Rajat Gupta's Insider-Trading Conviction to Get a New Review

Former Goldman Sachs Board Member Rajat Gupta Sentencing On Insider Trading Charges

Rajat Gupta leaves Federal Court in New York, on Oct. 24, 2012.

Photographer: Victor J. Blue/Bloomberg
  • Gupta is highest-profile executive convicted in crackdown
  • Former Goldman director was released from prison in January

The highest-profile executive found guilty in a crackdown on insider trading convinced an appeals panel to review his conviction for passing tips to a billionaire hedge fund manager, the latest case to be scrutinized in the wake of a U.S. Supreme Court decision to clarify insider-trading laws.

QuickTake Insider Trading

The U.S. Court of Appeals in Manhattan on Thursday agreed to reconsider its rejection of former Goldman Sachs Group Inc. director Rajat Gupta’s request to throw out his 2012 conviction. Gupta was convicted for passing tips to his friend Raj Rajaratnam, a co-founder of the Galleon Group LLC hedge fund, about Berkshire Hathaway Inc.’s $5 billion investment in the bank and its financial results.

Insider-trading cases are coming under renewed scrutiny since the Manhattan appeals court threw out the convictions of two hedge fund managers in December 2014, ruling a person passing inside knowledge had to at least potentially get some benefit of value, such as money. The decision upended the convictions of another 12 people won by Manhattan U.S. Attorney Preet Bharara in a crackdown on insider trading and gave hope to the 67-year-old Gupta.

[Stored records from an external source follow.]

//! The request sent to the model.

use chrono::NaiveDate;

const PROMPT_TEMPLATE: &str = "
Provide me a title for a blog post about something that happened on {date} in the past.
Then give me SEO tags for the blog post.
Then provide me an seo friendly url slug.
Then write me a blog post with over {word_count} words about the same event using professional language.
Do not include media.
Provide this information for me in json.
";

/// Build the prompt for `today`, e.g. "... happened on Oct 17 in the past."
pub fn build_prompt(today: NaiveDate, word_count: u32) -> String {
    PROMPT_TEMPLATE
        .replace("{date}", &today.format("%b %d").to_string())
        .replace("{word_count}", &word_count.to_string())
}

Gupta’s attorney, Gary Naftalis, had argued that the denial of his bid to throw out his conviction should be reviewed in light of the Supreme Court’s decision last month to hear an appeal of a man found guilty for trading on information provided by a relative who didn’t get anything in return.

Insider Trading Defined?

That ruling is significant because the high court had previously declined to review the December 2014 decision. The Supreme Court’s eventual conclusion may make it clear what kind of benefit a tipper needs to receive for it to be considered insider trading.

Doug Whitman, a stock trader convicted in 2012 of trading on illicit tips about Polycom Inc., Google Inc. and Marvell Technology Group Ltd., was ordered released from a California halfway house earlier this week, becoming the first person to benefit from the Supreme Court’s decision.

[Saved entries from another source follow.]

//! Run settings and secrets.
//!
//! Secrets come from the environment (via [`crate::cli::Cli`]); everything else
//! lives in an optional `config.yaml`. Every key in the file is optional and
//! falls back to the values below.
//!
//! ```yaml
//! model: gpt-3.5-turbo
//! word_count: 3000
//! retry_count: 5
//! description: On this day in history
//! openai_api_base: https://api.openai.com/v1
//! notion_api_base: https://api.notion.com/v1
//! notion_version: "2022-06-28"
//! ```

use crate::cli::Cli;
use serde::Deserialize;
use std::error::Error;
use std::fmt;
use tracing::{info, instrument};

pub const DEFAULT_MODEL: &str = "gpt-3.5-turbo";
pub const DEFAULT_WORD_COUNT: u32 = 3000;
pub const DEFAULT_RETRY_COUNT: usize = 5;
pub const DEFAULT_DESCRIPTION: &str = "On this day in history";
pub const DEFAULT_OPENAI_API_BASE: &str = "https://api.openai.com/v1";
pub const DEFAULT_NOTION_API_BASE: &str = "https://api.notion.com/v1";
pub const DEFAULT_NOTION_VERSION: &str = "2022-06-28";

/// Non-secret knobs for a run.
#[derive(Debug, Clone, PartialEq, Eq, Deserialize)]
#[serde(default, deny_unknown_fields)]
pub struct Settings {
    /// Chat model identifier sent with every request.
    pub model: String,
    /// Target length of the generated post, interpolated into the prompt.
    pub word_count: u32,
    /// Maximum number of model calls before giving up.
    pub retry_count: usize,
    /// Fixed text written to the page's `Description` property.
    pub description: String,
    pub openai_api_base: String,
    pub notion_api_base: String,
    pub notion_version: String,
}

impl Default for Settings {
    fn default() -> Self {
        Self {
            model: DEFAULT_MODEL.to_string(),
            word_count: DEFAULT_WORD_COUNT,
            retry_count: DEFAULT_RETRY_COUNT,
            description: DEFAULT_DESCRIPTION.to_string(),
            openai_api_base: DEFAULT_OPENAI_API_BASE.to_string(),
            notion_api_base: DEFAULT_NOTION_API_BASE.to_string(),
            notion_version: DEFAULT_NOTION_VERSION.to_string(),
        }
    }
}

impl Settings {
    /// Load settings from a YAML file, or return the defaults when no path is given.
    ///
    /// # Arguments
    ///
    /// * `path` - Optional path to `config.yaml`
    ///
    /// # Errors
    ///
    /// Returns an error if the file cannot be read or is not valid settings YAML.
    #[instrument(level = "info")]
    pub async fn load(path: Option<&str>) -> Result<Self, Box<dyn Error>> {
        let Some(path) = path else {
            return Ok(Self::default());
        };
        let raw = tokio::fs::read_to_string(path).await?;
        let settings = Self::from_yaml(&raw)?;
        info!(path, model = %settings.model, "Loaded settings");
        Ok(settings)
    }

    /// Parse settings from YAML text.
    ///
    /// # Arguments
    ///
    /// * `raw` - YAML mapping; every key is optional, unknown keys are rejected
    ///
    /// # Returns
    ///
    /// The parsed settings, with defaults for missing keys. Blank input gives
    /// [`Settings::default`].
    ///
    /// # Example
    ///
    /// ```ignore
    /// let settings = Settings::from_yaml("model: gpt-4o\nretry_count: 3\n")?;
    /// assert_eq!(settings.word_count, 3000);
    /// ```
    pub fn from_yaml(raw: &str) -> Result<Self, serde_yaml::Error> {
        // An empty file deserializes to `()`, not an empty mapping.
        if raw.trim().is_empty() {
            return Ok(Self::default());
        }
        serde_yaml::from_str(raw)
    }
}

/// The four credentials a run needs. Read once at startup, never validated.
#[derive(Clone, Default)]
pub struct Secrets {
    pub openai_api_key: String,
    pub openai_organization_id: String,
    pub notion_token: String,
    pub database_id: String,
}

impl Secrets {
    /// Copy the secrets out of the parsed CLI; unset values become empty strings.
    pub fn from_cli(cli: &Cli) -> Self {
        Self {
            openai_api_key: cli.openai_api_key.clone().unwrap_or_default(),
            openai_organization_id: cli.openai_organization_id.clone().unwrap_or_default(),
            notion_token: cli.notion_token.clone().unwrap_or_default(),
            database_id: cli.database_id.clone().unwrap_or_default(),
        }
    }
}

impl fmt::Debug for Secrets {
    fn fmt(&self, f: &mut fmt::Formatter<'_>) -> fmt::Result {
        f.debug_struct("Secrets")
            .field("openai_api_key", &redacted(&self.openai_api_key))
            .field("openai_organization_id", &redacted(&self.openai_organization_id))
            .field("notion_token", &redacted(&self.notion_token))
            .field("database_id", &self.database_id)
            .finish()
    }
}

fn redacted(value: &str) -> &'static str {
    if value.is_empty() { "<unset>" } else { "<redacted>" }
}

#[cfg(test)]
mod tests {
    use super::*;
    use clap::Parser;
    use std::io::Write;

    #[test]
    fn test_defaults_match_constants() {
        let settings = Settings::default();
        assert_eq!(settings.model, "gpt-3.5-turbo");
        assert_eq!(settings.word_count, 3000);
        assert_eq!(settings.retry_count, 5);
        assert_eq!(settings.description, "On this day in history");
    }

    #[test]
    fn test_partial_yaml_falls_back_to_defaults() {
        let settings = Settings::from_yaml("model: gpt-4o\nword_count: 800\n").unwrap();
        assert_eq!(settings.model, "gpt-4o");
        assert_eq!(settings.word_count, 800);
        assert_eq!(settings.retry_count, DEFAULT_RETRY_COUNT);
        assert_eq!(settings.notion_api_base, DEFAULT_NOTION_API_BASE);
    }

    #[test]
    fn test_empty_yaml_is_default() {
        assert_eq!(Settings::from_yaml("").unwrap(), Settings::default());
    }

    #[test]
    fn test_unknown_key_rejected() {
        assert!(Settings::from_yaml("modle: gpt-4o\n").is_err());
    }

    #[tokio::test]
    async fn test_load_from_file() {
        let mut file = tempfile::NamedTempFile::new().unwrap();
        writeln!(file, "retry_count: 2").unwrap();
        writeln!(file, "description: Today in history").unwrap();

        let path = file.path().to_str().unwrap().to_string();
        let settings = Settings::load(Some(&path)).await.unwrap();
        assert_eq!(settings.retry_count, 2);
        assert_eq!(settings.description, "Today in history");
    }

    #[tokio::test]
    async fn test_load_without_path() {
        assert_eq!(Settings::load(None).await.unwrap(), Settings::default());
    }

    #[test]
    fn test_secrets_missing_values_become_empty() {
        let cli = Cli::parse_from(["on_this_day", "--database-id", "db-1"]);
        let secrets = Secrets {
            openai_api_key: String::new(),
            ..Secrets::from_cli(&cli)
        };
        assert_eq!(secrets.database_id, "db-1");
        assert_eq!(secrets.openai_api_key, "");
    }

    #[test]
    fn test_secrets_debug_is_redacted() {
        let secrets = Secrets {
            openai_api_key: "sk-live".to_string(),
            notion_token: "secret_x".to_string(),
            ..Secrets::default()
        };
        let shown = format!("{secrets:?}");
        assert!(!shown.contains("sk-live"));
        assert!(!shown.contains("secret_x"));
        assert!(shown.contains("<unset>"));
    }
}
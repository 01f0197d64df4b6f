//! LLM API interaction with a bounded parse-and-retry loop.
//!
//! # Architecture
//!
//! - [`AskAsync`]: Core trait defining async LLM interaction
//! - [`OpenAiChat`]: Chat-completions client over `reqwest`
//! - [`ParseRetry`]: Asks through any `AskAsync` until the reply parses
//!
//! # Retry Strategy
//!
//! A fixed number of attempts (5 by default) with no delay between them.
//! Transport errors and unusable replies are not told apart: each one costs
//! exactly one attempt.

use crate::config::{Secrets, Settings};
use crate::models::{BlogPost, ChatMessage, ChatRequest, ChatResponse};
use crate::parser::try_parse_reply;
use crate::utils::endpoint;
use reqwest::Client;
use std::error::Error;
use std::fmt;
use std::time::Instant;
use tracing::{error, info, instrument, warn};
use url::Url;

/// Trait for async LLM interaction.
///
/// Implementors send a prompt to a model and hand back its raw reply. The
/// retry wrapper and the tests only depend on this trait.
pub trait AskAsync {
    /// The type of response returned by the LLM.
    type Response;

    /// Send `text` as a single user message and return the model's reply.
    async fn ask(&self, text: &str) -> Result<Self::Response, Box<dyn Error>>;
}

/// OpenAI chat-completions client.
///
/// Sends one user message per call and returns the first choice's text. The
/// organization header is only sent when an organization id is configured.
pub struct OpenAiChat {
    client: Client,
    url: Url,
    model: String,
    api_key: String,
    organization_id: String,
}

impl OpenAiChat {
    /// Create a client for `settings.model` at `settings.openai_api_base`.
    ///
    /// # Arguments
    ///
    /// * `settings` - Model name and API base URL
    /// * `secrets` - API key and organization id (empty values are sent as-is)
    ///
    /// # Returns
    ///
    /// The client, or an error if the API base is not a valid URL.
    ///
    /// # Example
    ///
    /// ```ignore
    /// let chat = OpenAiChat::new(&Settings::default(), &secrets)?;
    /// let reply = chat.ask("Tell me about Oct 17").await?;
    /// ```
    pub fn new(settings: &Settings, secrets: &Secrets) -> Result<Self, Box<dyn Error>> {
        Ok(Self {
            client: Client::new(),
            url: endpoint(&settings.openai_api_base, "chat/completions")?,
            model: settings.model.clone(),
            api_key: secrets.openai_api_key.clone(),
            organization_id: secrets.openai_organization_id.clone(),
        })
    }
}

impl fmt::Debug for OpenAiChat {
    fn fmt(&self, f: &mut fmt::Formatter<'_>) -> fmt::Result {
        f.debug_struct("OpenAiChat")
            .field("url", &self.url.as_str())
            .field("model", &self.model)
            .finish()
    }
}

impl AskAsync for OpenAiChat {
    type Response = String;

    #[instrument(level = "info", skip_all, fields(model = %self.model))]
    async fn ask(&self, text: &str) -> Result<Self::Response, Box<dyn Error>> {
        let t0 = Instant::now();
        let body = ChatRequest {
            model: &self.model,
            messages: vec![ChatMessage::user(text)],
        };

        let mut request = self
            .client
            .post(self.url.clone())
            .bearer_auth(&self.api_key)
            .json(&body);
        if !self.organization_id.is_empty() {
            request = request.header("OpenAI-Organization", &self.organization_id);
        }

        let response = request.send().await?;
        let status = response.status();
        if !status.is_success() {
            let body = response.text().await.unwrap_or_default();
            warn!(
                elapsed_ms = t0.elapsed().as_millis() as u64,
                status = status.as_u16(),
                "API call failed"
            );
            return Err(format!("OpenAI API {}: {}", status.as_u16(), body).into());
        }

        let reply = response.json::<ChatResponse>().await?.first_content();
        info!(
            elapsed_ms = t0.elapsed().as_millis() as u64,
            bytes = reply.len(),
            "Model replied"
        );
        Ok(reply)
    }
}

/// Asks the model until a reply parses into a [`BlogPost`].
///
/// Unlike a transport-level retry, success here means "the reply contained all
/// four fields", so a well-formed HTTP response can still consume an attempt.
pub struct ParseRetry<T> {
    inner: T,
    max_attempts: usize,
}

impl<T> ParseRetry<T>
where
    T: AskAsync<Response = String>,
{
    /// Wrap an existing [`AskAsync`] implementation.
    ///
    /// # Arguments
    ///
    /// * `inner` - The model client to ask
    /// * `max_attempts` - Total number of calls allowed (5 in production);
    ///   zero means the model is never called
    ///
    /// # Example
    ///
    /// ```ignore
    /// let retry = ParseRetry::new(OpenAiChat::new(&settings, &secrets)?, 5);
    /// let post = retry.ask_for_post(&prompt).await;
    /// ```
    pub fn new(inner: T, max_attempts: usize) -> Self {
        Self {
            inner,
            max_attempts,
        }
    }

    /// Return the first reply that parses, or `None` once every attempt failed.
    ///
    /// # Arguments
    ///
    /// * `prompt` - Sent unchanged on every attempt
    ///
    /// # Returns
    ///
    /// The first [`BlogPost`] parsed from a reply. A failed call and an
    /// unusable reply both use up one attempt; there is no delay between them.
    #[instrument(level = "info", skip_all, fields(max = self.max_attempts))]
    pub async fn ask_for_post(&self, prompt: &str) -> Option<BlogPost> {
        let total_t0 = Instant::now();

        for attempt in 1..=self.max_attempts {
            match self.inner.ask(prompt).await {
                Ok(reply) => {
                    if let Some(post) = try_parse_reply(&reply) {
                        info!(attempt, title = %post.title, "Model reply accepted");
                        return Some(post);
                    }
                    warn!(attempt, max = self.max_attempts, "Model reply unusable; asking again");
                }
                Err(e) => {
                    warn!(attempt, max = self.max_attempts, error = %e, "Model call failed; asking again");
                }
            }
        }

        error!(
            max = self.max_attempts,
            elapsed_ms_total = total_t0.elapsed().as_millis() as u64,
            "ask_for_post exhausted retries"
        );
        None
    }
}

impl<T> fmt::Debug for ParseRetry<T> {
    fn fmt(&self, f: &mut fmt::Formatter<'_>) -> fmt::Result {
        f.debug_struct("ParseRetry")
            .field("max_attempts", &self.max_attempts)
            .finish()
    }
}

#[cfg(test)]
pub(crate) mod tests {
    use super::*;
    use std::cell::RefCell;
    use std::collections::VecDeque;

    /// Replays canned replies in order and counts calls.
    #[derive(Debug, Default)]
    pub(crate) struct ScriptedModel {
        replies: RefCell<VecDeque<Result<String, String>>>,
        pub(crate) calls: RefCell<Vec<String>>,
    }

    impl ScriptedModel {
        pub(crate) fn new(replies: Vec<Result<&str, &str>>) -> Self {
            Self {
                replies: RefCell::new(
                    replies
                        .into_iter()
                        .map(|r| r.map(str::to_string).map_err(str::to_string))
                        .collect(),
                ),
                calls: RefCell::new(Vec::new()),
            }
        }

        pub(crate) fn call_count(&self) -> usize {
            self.calls.borrow().len()
        }
    }

    impl AskAsync for &ScriptedModel {
        type Response = String;

        async fn ask(&self, text: &str) -> Result<String, Box<dyn Error>> {
            self.calls.borrow_mut().push(text.to_string());
            match self.replies.borrow_mut().pop_front() {
                Some(Ok(reply)) => Ok(reply),
                Some(Err(e)) => Err(e.into()),
                None => Err("script exhausted".into()),
            }
        }
    }

    const GOOD: &str = r#"{"title": "Event X", "tags": ["history"], "slug": "event-x", "content": "short text"}"#;
    const NO_CONTENT: &str = r#"{"title": "Event X", "tags": ["history"], "slug": "event-x"}"#;

    #[tokio::test]
    async fn test_first_reply_accepted() {
        let model = ScriptedModel::new(vec![Ok(GOOD)]);
        let post = ParseRetry::new(&model, 5).ask_for_post("prompt").await.unwrap();

        assert_eq!(post.title, "Event X");
        assert_eq!(model.call_count(), 1);
        assert_eq!(model.calls.borrow()[0], "prompt");
    }

    #[tokio::test]
    async fn test_retries_until_parse_succeeds() {
        let model = ScriptedModel::new(vec![
            Ok("not json"),
            Err("connection reset"),
            Ok(NO_CONTENT),
            Ok(GOOD),
            Ok(GOOD),
        ]);
        let post = ParseRetry::new(&model, 5).ask_for_post("prompt").await;

        assert!(post.is_some());
        assert_eq!(model.call_count(), 4);
    }

    #[tokio::test]
    async fn test_exhaustion_returns_none_after_exactly_max_attempts() {
        let model = ScriptedModel::new(vec![Ok(NO_CONTENT); 6]);
        let post = ParseRetry::new(&model, 5).ask_for_post("prompt").await;

        assert!(post.is_none());
        assert_eq!(model.call_count(), 5);
    }

    #[tokio::test]
    async fn test_transport_errors_consume_attempts() {
        let model = ScriptedModel::new(vec![Err("timeout"), Err("401"), Err("500")]);
        let post = ParseRetry::new(&model, 3).ask_for_post("prompt").await;

        assert!(post.is_none());
        assert_eq!(model.call_count(), 3);
    }

    #[tokio::test]
    async fn test_zero_attempts_never_calls_model() {
        let model = ScriptedModel::new(vec![Ok(GOOD)]);
        assert!(ParseRetry::new(&model, 0).ask_for_post("prompt").await.is_none());
        assert_eq!(model.call_count(), 0);
    }

    #[test]
    fn test_openai_chat_endpoint() {
        let chat = OpenAiChat::new(&Settings::default(), &Secrets::default()).unwrap();
        assert_eq!(chat.url.as_str(), "https://api.openai.com/v1/chat/completions");
        assert_eq!(chat.model, "gpt-3.5-turbo");
    }

    #[test]
    fn test_openai_chat_bad_base_url() {
        let settings = Settings {
            openai_api_base: "::nonsense".to_string(),
            ..Settings::default()
        };
        assert!(OpenAiChat::new(&settings, &Secrets::default()).is_err());
    }
}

"We are pleased with the court’s ruling and we believe we have meritorious issues to present to the Court of Appeals," Naftalis said in a telephone interview.

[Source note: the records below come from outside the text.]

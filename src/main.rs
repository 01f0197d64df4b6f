//! # On This Day
//!
//! A scheduled job that asks an OpenAI chat model for an "on this day in
//! history" blog post and publishes it as a new page in a Notion database.
//!
//! ## Usage
//!
//! ```sh
//! OPENAI_API_KEY=... OPENAI_ORGANIZATION_ID=... NOTION_TOKEN=... DATABASE_ID=... on_this_day
//! ```
//!
//! ## Architecture
//!
//! Each run is one linear pipeline:
//! 1. **Prompt**: Build the request for today's date
//! 2. **Ask**: Call the model until its reply parses (at most 5 times)
//! 3. **Build**: Turn the post into Notion create/update payloads
//! 4. **Publish**: Create the page, then set its properties
//!
//! The process exits non-zero when no usable reply was obtained or a Notion
//! write failed.

use chrono::Local;
use clap::Parser;
use std::error::Error;
use std::process::ExitCode;
use tracing::{debug, error, info, instrument};
use tracing_subscriber::{EnvFilter, fmt as tfmt};

mod api;
mod cli;
mod config;
mod models;
mod notion;
mod parser;
mod pipeline;
mod prompt;
mod utils;

use api::OpenAiChat;
use cli::Cli;
use config::{Secrets, Settings};
use notion::NotionClient;
use utils::utc_timestamp;

#[tokio::main]
#[instrument]
async fn main() -> Result<ExitCode, Box<dyn Error>> {
    // Loaded first so both RUST_LOG and clap's env fallbacks see `.env`.
    let dotenv_path = dotenvy::dotenv().ok();

    // --- Tracing init ---
    let filter = EnvFilter::try_from_default_env().unwrap_or_else(|_| EnvFilter::new("info"));
    tfmt()
        .with_env_filter(filter)
        .with_target(true)
        .with_file(false)
        .with_line_number(false)
        .with_timer(tracing_subscriber::fmt::time::UtcTime::rfc_3339())
        .init();

    let args = Cli::parse();
    debug!(?dotenv_path, config = ?args.config, dry_run = args.dry_run, "Parsed CLI arguments");

    if let Some(notice) = args.trigger_notice() {
        info!("{notice}");
    }

    let start_time = std::time::Instant::now();
    info!("starting now");

    let settings = Settings::load(args.config.as_deref()).await?;
    let secrets = Secrets::from_cli(&args);
    debug!(?secrets, "Loaded secrets");

    let model = OpenAiChat::new(&settings, &secrets)?;
    let store = NotionClient::new(&settings, &secrets)?;
    let today = Local::now().date_naive();

    let outcome = pipeline::run(&settings, &secrets, model, store, today, args.dry_run).await;

    let elapsed = start_time.elapsed();
    info!(
        ?elapsed,
        "timer trigger function ran at {}",
        utc_timestamp()
    );

    match outcome {
        Ok(outcome) if outcome.is_failure() => Ok(ExitCode::FAILURE),
        Ok(_) => Ok(ExitCode::SUCCESS),
        Err(e) => {
            error!(error = %e, "Run failed");
            Err(e)
        }
    }
}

The Manhattan U.S. Attorney’s office declined to comment on the Appeals Court’s decision.

Gupta, who previously led McKinsey & Co., became the highest-ranking executive to be charged in a seven-year insider-trading crackdown by the U.S. He had asked U.S. District Judge Jed Rakoff to overturn his conviction, arguing the U.S. didn’t prove he got a personal benefit for the tips. Rakoff denied the request in July, and the appeals court in December declined to overturn Rakoff’s decision.

Gupta served 19 months in federal prison in Massachusetts and was freed last month after receiving credit for good behavior against his 30-month sentence. Rajaratnam, 58, is serving an 11-year sentence in the same federal prison complex for masterminding a multimillion-dollar insider scheme. He is scheduled to be released in July 2021, according to the Bureau of Prisons website.

The appeal is Rajat Gupta v. U.S., 15-2707 and 15-2712, U.S. Court of Appeals, Second Circuit (Manhattan.)